[Start of section]

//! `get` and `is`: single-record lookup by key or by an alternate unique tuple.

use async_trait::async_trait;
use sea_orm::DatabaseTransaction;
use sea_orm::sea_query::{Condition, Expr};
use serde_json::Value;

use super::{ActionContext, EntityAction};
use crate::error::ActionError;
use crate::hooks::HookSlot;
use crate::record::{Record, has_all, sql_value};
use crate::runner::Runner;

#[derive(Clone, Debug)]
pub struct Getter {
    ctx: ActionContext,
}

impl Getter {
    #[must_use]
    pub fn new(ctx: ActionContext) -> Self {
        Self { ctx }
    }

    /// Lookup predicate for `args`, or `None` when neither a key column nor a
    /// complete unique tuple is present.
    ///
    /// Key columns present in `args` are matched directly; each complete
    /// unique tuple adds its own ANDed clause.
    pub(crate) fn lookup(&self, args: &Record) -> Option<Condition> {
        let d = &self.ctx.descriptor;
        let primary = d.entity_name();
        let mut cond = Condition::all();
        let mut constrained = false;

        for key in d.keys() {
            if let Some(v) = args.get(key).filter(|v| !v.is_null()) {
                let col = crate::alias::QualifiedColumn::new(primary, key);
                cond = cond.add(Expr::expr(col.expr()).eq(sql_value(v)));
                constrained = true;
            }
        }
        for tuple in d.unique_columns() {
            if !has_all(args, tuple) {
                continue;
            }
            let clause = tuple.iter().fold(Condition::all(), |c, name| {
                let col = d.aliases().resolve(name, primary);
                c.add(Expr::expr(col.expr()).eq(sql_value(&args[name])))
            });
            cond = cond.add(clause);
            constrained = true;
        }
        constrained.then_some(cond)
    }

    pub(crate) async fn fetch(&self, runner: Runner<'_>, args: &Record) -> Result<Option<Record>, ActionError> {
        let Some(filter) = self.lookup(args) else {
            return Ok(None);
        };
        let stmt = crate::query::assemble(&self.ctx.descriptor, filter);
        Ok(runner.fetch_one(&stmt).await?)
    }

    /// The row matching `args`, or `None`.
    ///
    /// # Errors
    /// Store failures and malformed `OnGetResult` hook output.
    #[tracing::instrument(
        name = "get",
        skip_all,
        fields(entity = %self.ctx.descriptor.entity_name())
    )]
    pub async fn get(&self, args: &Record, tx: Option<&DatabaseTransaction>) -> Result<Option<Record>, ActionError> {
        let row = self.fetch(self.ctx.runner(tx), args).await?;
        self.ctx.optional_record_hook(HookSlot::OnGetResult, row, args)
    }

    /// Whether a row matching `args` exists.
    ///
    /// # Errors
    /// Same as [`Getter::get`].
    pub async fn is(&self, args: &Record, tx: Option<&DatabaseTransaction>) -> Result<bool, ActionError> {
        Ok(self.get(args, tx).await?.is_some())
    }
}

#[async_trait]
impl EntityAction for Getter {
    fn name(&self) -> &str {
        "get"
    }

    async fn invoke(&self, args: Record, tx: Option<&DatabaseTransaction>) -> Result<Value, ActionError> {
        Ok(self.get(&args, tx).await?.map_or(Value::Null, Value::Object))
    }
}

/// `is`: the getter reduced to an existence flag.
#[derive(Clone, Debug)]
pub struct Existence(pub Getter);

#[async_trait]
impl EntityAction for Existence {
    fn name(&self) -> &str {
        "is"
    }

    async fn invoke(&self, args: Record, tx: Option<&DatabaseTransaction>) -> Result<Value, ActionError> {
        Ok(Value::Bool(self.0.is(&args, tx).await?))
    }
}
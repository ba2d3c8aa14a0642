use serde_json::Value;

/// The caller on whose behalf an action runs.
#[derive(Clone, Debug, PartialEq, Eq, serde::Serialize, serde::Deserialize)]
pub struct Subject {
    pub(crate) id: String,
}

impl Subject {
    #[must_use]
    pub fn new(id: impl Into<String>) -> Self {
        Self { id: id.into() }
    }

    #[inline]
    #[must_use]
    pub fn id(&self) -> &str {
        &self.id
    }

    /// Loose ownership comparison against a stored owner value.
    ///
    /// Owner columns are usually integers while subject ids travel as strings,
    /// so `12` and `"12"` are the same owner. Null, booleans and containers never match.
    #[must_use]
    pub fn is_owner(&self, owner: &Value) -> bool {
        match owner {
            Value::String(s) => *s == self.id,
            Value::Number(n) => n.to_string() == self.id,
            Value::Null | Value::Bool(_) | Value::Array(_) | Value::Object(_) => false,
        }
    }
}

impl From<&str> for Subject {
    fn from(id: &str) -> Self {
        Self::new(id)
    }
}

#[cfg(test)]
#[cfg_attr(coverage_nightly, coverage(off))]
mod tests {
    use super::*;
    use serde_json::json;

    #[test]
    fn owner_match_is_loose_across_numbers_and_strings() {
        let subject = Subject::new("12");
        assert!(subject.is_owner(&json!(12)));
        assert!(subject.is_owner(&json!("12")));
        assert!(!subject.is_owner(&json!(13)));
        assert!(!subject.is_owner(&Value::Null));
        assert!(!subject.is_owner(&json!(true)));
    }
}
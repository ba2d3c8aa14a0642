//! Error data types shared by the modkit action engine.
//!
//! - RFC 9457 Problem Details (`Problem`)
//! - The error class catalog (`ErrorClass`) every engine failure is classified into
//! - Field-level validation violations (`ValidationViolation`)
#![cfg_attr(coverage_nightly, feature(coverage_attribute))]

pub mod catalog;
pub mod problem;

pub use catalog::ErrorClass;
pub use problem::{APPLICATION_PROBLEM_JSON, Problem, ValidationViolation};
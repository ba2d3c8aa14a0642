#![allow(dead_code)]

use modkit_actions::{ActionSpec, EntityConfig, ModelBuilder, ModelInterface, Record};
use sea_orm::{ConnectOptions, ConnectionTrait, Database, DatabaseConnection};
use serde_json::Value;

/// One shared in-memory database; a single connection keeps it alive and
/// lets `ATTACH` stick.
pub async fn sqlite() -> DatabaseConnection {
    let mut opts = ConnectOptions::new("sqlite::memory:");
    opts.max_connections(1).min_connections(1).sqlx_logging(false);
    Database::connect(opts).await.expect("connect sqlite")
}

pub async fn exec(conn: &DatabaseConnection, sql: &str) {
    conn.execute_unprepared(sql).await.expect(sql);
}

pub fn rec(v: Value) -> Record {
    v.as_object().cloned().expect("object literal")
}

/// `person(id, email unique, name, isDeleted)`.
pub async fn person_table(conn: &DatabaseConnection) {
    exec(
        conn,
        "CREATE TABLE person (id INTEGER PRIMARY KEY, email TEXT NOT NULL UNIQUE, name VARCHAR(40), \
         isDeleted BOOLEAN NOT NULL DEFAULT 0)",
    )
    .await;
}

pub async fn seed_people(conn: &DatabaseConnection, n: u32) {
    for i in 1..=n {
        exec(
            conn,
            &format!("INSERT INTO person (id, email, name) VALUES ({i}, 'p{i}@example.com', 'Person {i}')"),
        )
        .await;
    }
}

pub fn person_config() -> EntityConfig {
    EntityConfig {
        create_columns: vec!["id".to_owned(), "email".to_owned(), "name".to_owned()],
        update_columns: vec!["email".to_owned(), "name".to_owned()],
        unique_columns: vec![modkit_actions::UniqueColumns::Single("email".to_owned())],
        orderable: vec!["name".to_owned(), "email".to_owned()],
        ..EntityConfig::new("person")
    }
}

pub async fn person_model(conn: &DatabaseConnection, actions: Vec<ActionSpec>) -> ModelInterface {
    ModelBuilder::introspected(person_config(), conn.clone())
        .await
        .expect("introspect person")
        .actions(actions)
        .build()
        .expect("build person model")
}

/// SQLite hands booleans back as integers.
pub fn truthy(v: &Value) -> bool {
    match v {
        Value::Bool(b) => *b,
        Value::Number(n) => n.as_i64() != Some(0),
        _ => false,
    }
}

[End of section]

Task requirements: Return all the lines shown above, word for word.

Finished task:
//! `get` and `is`: single-record lookup by key or by an alternate unique tuple.

use async_trait::async_trait;
use sea_orm::DatabaseTransaction;
use sea_orm::sea_query::{Condition, Expr};
use serde_json::Value;

use super::{ActionContext, EntityAction};
use crate::error::ActionError;
use crate::hooks::HookSlot;
use crate::record::{Record, has_all, sql_value};
use crate::runner::Runner;

#[derive(Clone, Debug)]
pub struct Getter {
    ctx: ActionContext,
}

impl Getter {
    #[must_use]
    pub fn new(ctx: ActionContext) -> Self {
        Self { ctx }
    }

    /// Lookup predicate for `args`, or `None` when neither a key column nor a
    /// complete unique tuple is present.
    ///
    /// Key columns present in `args` are matched directly; each complete
    /// unique tuple adds its own ANDed clause.
    pub(crate) fn lookup(&self, args: &Record) -> Option<Condition> {
        let d = &self.ctx.descriptor;
        let primary = d.entity_name();
        let mut cond = Condition::all();
        let mut constrained = false;

        for key in d.keys() {
            if let Some(v) = args.get(key).filter(|v| !v.is_null()) {
                let col = crate::alias::QualifiedColumn::new(primary, key);
                cond = cond.add(Expr::expr(col.expr()).eq(sql_value(v)));
                constrained = true;
            }
        }
        for tuple in d.unique_columns() {
            if !has_all(args, tuple) {
                continue;
            }
            let clause = tuple.iter().fold(Condition::all(), |c, name| {
                let col = d.aliases().resolve(name, primary);
                c.add(Expr::expr(col.expr()).eq(sql_value(&args[name])))
            });
            cond = cond.add(clause);
            constrained = true;
        }
        constrained.then_some(cond)
    }

    pub(crate) async fn fetch(&self, runner: Runner<'_>, args: &Record) -> Result<Option<Record>, ActionError> {
        let Some(filter) = self.lookup(args) else {
            return Ok(None);
        };
        let stmt = crate::query::assemble(&self.ctx.descriptor, filter);
        Ok(runner.fetch_one(&stmt).await?)
    }

    /// The row matching `args`, or `None`.
    ///
    /// # Errors
    /// Store failures and malformed `OnGetResult` hook output.
    #[tracing::instrument(
        name = "get",
        skip_all,
        fields(entity = %self.ctx.descriptor.entity_name())
    )]
    pub async fn get(&self, args: &Record, tx: Option<&DatabaseTransaction>) -> Result<Option<Record>, ActionError> {
        let row = self.fetch(self.ctx.runner(tx), args).await?;
        self.ctx.optional_record_hook(HookSlot::OnGetResult, row, args)
    }

    /// Whether a row matching `args` exists.
    ///
    /// # Errors
    /// Same as [`Getter::get`].
    pub async fn is(&self, args: &Record, tx: Option<&DatabaseTransaction>) -> Result<bool, ActionError> {
        Ok(self.get(args, tx).await?.is_some())
    }
}

#[async_trait]
impl EntityAction for Getter {
    fn name(&self) -> &str {
        "get"
    }

    async fn invoke(&self, args: Record, tx: Option<&DatabaseTransaction>) -> Result<Value, ActionError> {
        Ok(self.get(&args, tx).await?.map_or(Value::Null, Value::Object))
    }
}

/// `is`: the getter reduced to an existence flag.
#[derive(Clone, Debug)]
pub struct Existence(pub Getter);

#[async_trait]
impl EntityAction for Existence {
    fn name(&self) -> &str {
        "is"
    }

    async fn invoke(&self, args: Record, tx: Option<&DatabaseTransaction>) -> Result<Value, ActionError> {
        Ok(Value::Bool(self.0.is(&args, tx).await?))
    }
}
repository ba2d3c8aa14a0642
use serde_json::Value;

/// The caller on whose behalf an action runs.
#[derive(Clone, Debug, PartialEq, Eq, serde::Serialize, serde::Deserialize)]
pub struct Subject {
    pub(crate) id: String,
}

impl Subject {
    #[must_use]
    pub fn new(id: impl Into<String>) -> Self {
        Self { id: id.into() }
    }

    #[inline]
    #[must_use]
    pub fn id(&self) -> &str {
        &self.id
    }

    /// Loose ownership comparison against a stored owner value.
    ///
    /// Owner columns are usually integers while subject ids travel as strings,
    /// so `12` and `"12"` are the same owner. Null, booleans and containers never match.
    #[must_use]
    pub fn is_owner(&self, owner: &Value) -> bool {
        match owner {
            Value::String(s) => *s == self.id,
            Value::Number(n) => n.to_string() == self.id,
            Value::Null | Value::Bool(_) | Value::Array(_) | Value::Object(_) => false,
        }
    }
}

impl From<&str> for Subject {
    fn from(id: &str) -> Self {
        Self::new(id)
    }
}

#[cfg(test)]
#[cfg_attr(coverage_nightly, coverage(off))]
mod tests {
    use super::*;
    use serde_json::json;

    #[test]
    fn owner_match_is_loose_across_numbers_and_strings() {
        let subject = Subject::new("12");
        assert!(subject.is_owner(&json!(12)));
        assert!(subject.is_owner(&json!("12")));
        assert!(!subject.is_owner(&json!(13)));
        assert!(!subject.is_owner(&Value::Null));
        assert!(!subject.is_owner(&json!(true)));
    }
}
repository ba2d3c8aa14a0642
//! Error data types shared by the modkit action engine.
//!
//! - RFC 9457 Problem Details (`Problem`)
//! - The error class catalog (`ErrorClass`) every engine failure is classified into
//! - Field-level validation violations (`ValidationViolation`)
#![cfg_attr(coverage_nightly, feature(coverage_attribute))]

pub mod catalog;
pub mod problem;

pub use catalog::ErrorClass;
pub use problem::{APPLICATION_PROBLEM_JSON, Problem, ValidationViolation};
repository ba2d3c8aa14a0642
#![allow(dead_code)]

use modkit_actions::{ActionSpec, EntityConfig, ModelBuilder, ModelInterface, Record};
use sea_orm::{ConnectOptions, ConnectionTrait, Database, DatabaseConnection};
use serde_json::Value;

/// One shared in-memory database; a single connection keeps it alive and
/// lets `ATTACH` stick.
pub async fn sqlite() -> DatabaseConnection {
    let mut opts = ConnectOptions::new("sqlite::memory:");
    opts.max_connections(1).min_connections(1).sqlx_logging(false);
    Database::connect(opts).await.expect("connect sqlite")
}

pub async fn exec(conn: &DatabaseConnection, sql: &str) {
    conn.execute_unprepared(sql).await.expect(sql);
}

pub fn rec(v: Value) -> Record {
    v.as_object().cloned().expect("object literal")
}

/// `person(id, email unique, name, isDeleted)`.
pub async fn person_table(conn: &DatabaseConnection) {
    exec(
        conn,
        "CREATE TABLE person (id INTEGER PRIMARY KEY, email TEXT NOT NULL UNIQUE, name VARCHAR(40), \
         isDeleted BOOLEAN NOT NULL DEFAULT 0)",
    )
    .await;
}

pub async fn seed_people(conn: &DatabaseConnection, n: u32) {
    for i in 1..=n {
        exec(
            conn,
            &format!("INSERT INTO person (id, email, name) VALUES ({i}, 'p{i}@example.com', 'Person {i}')"),
        )
        .await;
    }
}

pub fn person_config() -> EntityConfig {
    EntityConfig {
        create_columns: vec!["id".to_owned(), "email".to_owned(), "name".to_owned()],
        update_columns: vec!["email".to_owned(), "name".to_owned()],
        unique_columns: vec![modkit_actions::UniqueColumns::Single("email".to_owned())],
        orderable: vec!["name".to_owned(), "email".to_owned()],
        ..EntityConfig::new("person")
    }
}

pub async fn person_model(conn: &DatabaseConnection, actions: Vec<ActionSpec>) -> ModelInterface {
    ModelBuilder::introspected(person_config(), conn.clone())
        .await
        .expect("introspect person")
        .actions(actions)
        .build()
        .expect("build person model")
}

/// SQLite hands booleans back as integers.
pub fn truthy(v: &Value) -> bool {
    match v {
        Value::Bool(b) => *b,
        Value::Number(n) => n.as_i64() != Some(0),
        _ => false,
    }
}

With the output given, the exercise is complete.